++++ THE RECORDS ++++

// web_app/model/mod.rs - Shared data models for client and server
//
// These structs are used throughout the application. Catalog records are
// built once from the seed tables in `crate::data` and never mutated.

use rust_decimal::prelude::ToPrimitive;
use rust_decimal::{Decimal, RoundingStrategy};
use serde::{Deserialize, Serialize};

/// Product category (closed set)
#[derive(Clone, Copy, Debug, PartialEq, Eq, Hash, Serialize, Deserialize)]
pub enum ProductCategory {
    Activewear,
    SportsUniforms,
    GymWear,
}

impl ProductCategory {
    pub const ALL: [ProductCategory; 3] = [
        ProductCategory::Activewear,
        ProductCategory::SportsUniforms,
        ProductCategory::GymWear,
    ];

    /// Display name, as shown in the UI and matched by the catalog queries
    pub fn name(self) -> &'static str {
        match self {
            ProductCategory::Activewear => "Activewear",
            ProductCategory::SportsUniforms => "Sports Uniforms",
            ProductCategory::GymWear => "Gym Wear",
        }
    }

    /// URL segment under `/products/`
    pub fn slug(self) -> &'static str {
        match self {
            ProductCategory::Activewear => "activewear",
            ProductCategory::SportsUniforms => "sports-uniforms",
            ProductCategory::GymWear => "gym-wear",
        }
    }

    pub fn description(self) -> &'static str {
        match self {
            ProductCategory::Activewear => {
                "High-performance activewear for running, training, and sports activities"
            }
            ProductCategory::SportsUniforms => {
                "Professional team uniforms for basketball, soccer, baseball, and volleyball"
            }
            ProductCategory::GymWear => "Comfortable gym wear for workouts and training sessions",
        }
    }

    /// Case-insensitive lookup by display name or slug
    pub fn parse(value: &str) -> Option<Self> {
        let value = value.trim();
        Self::ALL.into_iter().find(|category| {
            category.name().eq_ignore_ascii_case(value) || category.slug().eq_ignore_ascii_case(value)
        })
    }
}

impl std::fmt::Display for ProductCategory {
    fn fmt(&self, f: &mut std::fmt::Formatter<'_>) -> std::fmt::Result {
        write!(f, "{}", self.name())
    }
}

/// Manufacturing showcase category (closed set)
#[derive(Clone, Copy, Debug, PartialEq, Eq, Hash, Serialize, Deserialize)]
pub enum ManufacturingCategory {
    Fabric,
    Machinery,
    SampleProduct,
}

impl ManufacturingCategory {
    pub const ALL: [ManufacturingCategory; 3] = [
        ManufacturingCategory::Fabric,
        ManufacturingCategory::Machinery,
        ManufacturingCategory::SampleProduct,
    ];

    pub fn name(self) -> &'static str {
        match self {
            ManufacturingCategory::Fabric => "Fabric",
            ManufacturingCategory::Machinery => "Machinery",
            ManufacturingCategory::SampleProduct => "Sample Product",
        }
    }

    /// Plural label used on the showcase tabs
    pub fn tab_label(self) -> &'static str {
        match self {
            ManufacturingCategory::Fabric => "Fabrics",
            ManufacturingCategory::Machinery => "Machinery",
            ManufacturingCategory::SampleProduct => "Sample Products",
        }
    }

    pub fn slug(self) -> &'static str {
        match self {
            ManufacturingCategory::Fabric => "fabric",
            ManufacturingCategory::Machinery => "machinery",
            ManufacturingCategory::SampleProduct => "sample-product",
        }
    }

    pub fn description(self) -> &'static str {
        match self {
            ManufacturingCategory::Fabric => "Premium fabrics for high-performance sportswear",
            ManufacturingCategory::Machinery => "State-of-the-art manufacturing equipment",
            ManufacturingCategory::SampleProduct => "Finished products showcasing our capabilities",
        }
    }
}

impl std::fmt::Display for ManufacturingCategory {
    fn fmt(&self, f: &mut std::fmt::Formatter<'_>) -> std::fmt::Result {
        write!(f, "{}", self.name())
    }
}

/// Product from the static catalog
#[derive(Clone, Debug, PartialEq, Serialize, Deserialize)]
pub struct Product {
    pub id: u32,
    pub name: String,
    pub category: ProductCategory,
    pub subcategory: String,
    pub price: Decimal,
    pub original_price: Option<Decimal>,
    pub image: String,
    pub description: String,
    pub short_description: String,
    pub features: Vec<String>,
    pub sizes: Vec<String>,
    pub colors: Vec<String>,
    pub in_stock: bool,
    pub rating: f64,
    pub reviews: u32,
    pub cta_text: Option<String>,
    pub cta_link: Option<String>,
}

impl Product {
    pub fn is_on_sale(&self) -> bool {
        self.original_price.is_some_and(|original| original > self.price)
    }

    /// Whole-percent discount against the original price, if any
    pub fn discount_percent(&self) -> Option<u32> {
        let original = self.original_price?;
        if original <= self.price || original.is_zero() {
            return None;
        }
        let pct = (original - self.price) / original * Decimal::ONE_HUNDRED;
        pct.round_dp_with_strategy(0, RoundingStrategy::MidpointAwayFromZero)
            .to_u32()
    }
}

/// Manufacturing record (fabric, machine or sample)
#[derive(Clone, Debug, PartialEq, Serialize, Deserialize)]
pub struct ManufacturingItem {
    pub id: u32,
    pub title: String,
    pub description: String,
    pub image: String,
    pub category: ManufacturingCategory,
    #[serde(default)]
    pub features: Vec<String>,
    /// Ordered key/value specification table
    #[serde(default)]
    pub specifications: Vec<(String, String)>,
    pub alt_text: String,
}

/// Aggregate view of one product category, derived from the catalog
#[derive(Clone, Debug, PartialEq, Serialize, Deserialize)]
pub struct CategorySummary {
    pub id: String,
    pub name: String,
    pub category: ProductCategory,
    pub count: usize,
    pub description: String,
    pub subcategories: Vec<String>,
}

#[derive(Clone, Debug, PartialEq, Serialize, Deserialize)]
pub struct ManufacturingCategorySummary {
    pub id: String,
    pub name: String,
    pub category: ManufacturingCategory,
    pub count: usize,
    pub description: String,
}

/// Category gate of the catalog filter
#[derive(Clone, Copy, Debug, PartialEq, Eq, Serialize, Deserialize)]
pub enum CategorySelection<C> {
    All,
    Only(C),
}

impl<C> Default for CategorySelection<C> {
    fn default() -> Self {
        CategorySelection::All
    }
}

impl<C: Copy + PartialEq> CategorySelection<C> {
    pub fn admits(&self, category: C) -> bool {
        match self {
            CategorySelection::All => true,
            CategorySelection::Only(selected) => *selected == category,
        }
    }
}

/// Filters applied by the product browser
#[derive(Clone, Debug, Default, PartialEq, Serialize, Deserialize)]
pub struct CatalogFilter {
    pub category: CategorySelection<ProductCategory>,
    pub query: String,
}

impl CatalogFilter {
    pub fn new(category: CategorySelection<ProductCategory>, query: impl Into<String>) -> Self {
        Self {
            category,
            query: query.into(),
        }
    }
}

/// Navigation entry (header menu and footer groups)
#[derive(Clone, Debug, PartialEq, Serialize, Deserialize)]
pub struct NavigationItem {
    pub name: String,
    pub href: String,
    pub description: Option<String>,
    #[serde(default)]
    pub children: Vec<NavigationItem>,
}

#[derive(Clone, Debug, PartialEq, Serialize, Deserialize)]
pub struct FooterGroup {
    pub title: String,
    pub links: Vec<NavigationItem>,
}

#[derive(Clone, Debug, PartialEq, Serialize, Deserialize)]
pub struct CallToAction {
    pub text: String,
    pub href: String,
}

#[derive(Clone, Copy, Debug, Default, PartialEq, Eq, Serialize, Deserialize)]
pub enum HeroAlignment {
    Left,
    #[default]
    Center,
}

#[derive(Clone, Debug, PartialEq, Serialize, Deserialize)]
pub struct HeroBackground {
    pub src: String,
    pub alt: String,
}

/// Hero banner copy for one page
#[derive(Clone, Debug, PartialEq, Serialize, Deserialize)]
pub struct HeroConfig {
    pub headline: String,
    pub subheadline: String,
    pub primary_cta: CallToAction,
    pub secondary_cta: Option<CallToAction>,
    pub background: Option<HeroBackground>,
    pub alignment: HeroAlignment,
}

/// Pages that carry a hero banner
#[derive(Clone, Copy, Debug, PartialEq, Eq, Hash, Serialize, Deserialize)]
pub enum HeroPage {
    Home,
    Products,
    Manufacturing,
    Contact,
    About,
}

#[cfg(test)]
mod tests {
    use super::*;

    fn product(price: Decimal, original: Option<Decimal>) -> Product {
        Product {
            id: 1,
            name: "Test Leggings".to_string(),
            category: ProductCategory::Activewear,
            subcategory: "Yoga Leggings".to_string(),
            price,
            original_price: original,
            image: String::new(),
            description: "desc".to_string(),
            short_description: "short".to_string(),
            features: vec![],
            sizes: vec!["M".to_string()],
            colors: vec!["Black".to_string()],
            in_stock: true,
            rating: 4.5,
            reviews: 10,
            cta_text: None,
            cta_link: None,
        }
    }

    #[test]
    fn test_product_category_parse() {
        assert_eq!(ProductCategory::parse("activewear"), Some(ProductCategory::Activewear));
        assert_eq!(ProductCategory::parse("SPORTS UNIFORMS"), Some(ProductCategory::SportsUniforms));
        assert_eq!(ProductCategory::parse("gym-wear"), Some(ProductCategory::GymWear));
        assert_eq!(ProductCategory::parse("footwear"), None);
    }

    #[test]
    fn test_product_category_display() {
        assert_eq!(ProductCategory::SportsUniforms.to_string(), "Sports Uniforms");
        assert_eq!(ManufacturingCategory::SampleProduct.to_string(), "Sample Product");
        assert_eq!(ManufacturingCategory::SampleProduct.tab_label(), "Sample Products");
    }

    #[test]
    fn test_discount_percent() {
        let on_sale = product(Decimal::new(8999, 2), Some(Decimal::new(11999, 2)));
        assert!(on_sale.is_on_sale());
        assert_eq!(on_sale.discount_percent(), Some(25));

        let full_price = product(Decimal::new(6499, 2), None);
        assert!(!full_price.is_on_sale());
        assert_eq!(full_price.discount_percent(), None);
    }

    #[test]
    fn test_discount_percent_rounds_half_up() {
        // 12.5% off
        let tie = product(Decimal::new(8750, 2), Some(Decimal::new(10000, 2)));
        assert_eq!(tie.discount_percent(), Some(13));

        // 2.5% off
        let small = product(Decimal::new(19500, 2), Some(Decimal::new(20000, 2)));
        assert_eq!(small.discount_percent(), Some(3));
    }

    #[test]
    fn test_category_selection_admits() {
        let all = CategorySelection::<ProductCategory>::All;
        assert!(all.admits(ProductCategory::GymWear));

        let only = CategorySelection::Only(ProductCategory::Activewear);
        assert!(only.admits(ProductCategory::Activewear));
        assert!(!only.admits(ProductCategory::GymWear));
    }

    #[test]
    fn test_catalog_filter_default() {
        let filter = CatalogFilter::default();
        assert_eq!(filter.category, CategorySelection::All);
        assert!(filter.query.is_empty());
    }
}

++++

# TASK TO COMPLETE
Search the lines above for the string "Option", then show every one that has it.

# RESPONSE TO THE TASK
    pub fn parse(value: &str) -> Option<Self> {
    pub original_price: Option<Decimal>,
    pub cta_text: Option<String>,
    pub cta_link: Option<String>,
    pub fn discount_percent(&self) -> Option<u32> {
    pub description: Option<String>,
    pub secondary_cta: Option<CallToAction>,
    pub background: Option<HeroBackground>,
    fn product(price: Decimal, original: Option<Decimal>) -> Product {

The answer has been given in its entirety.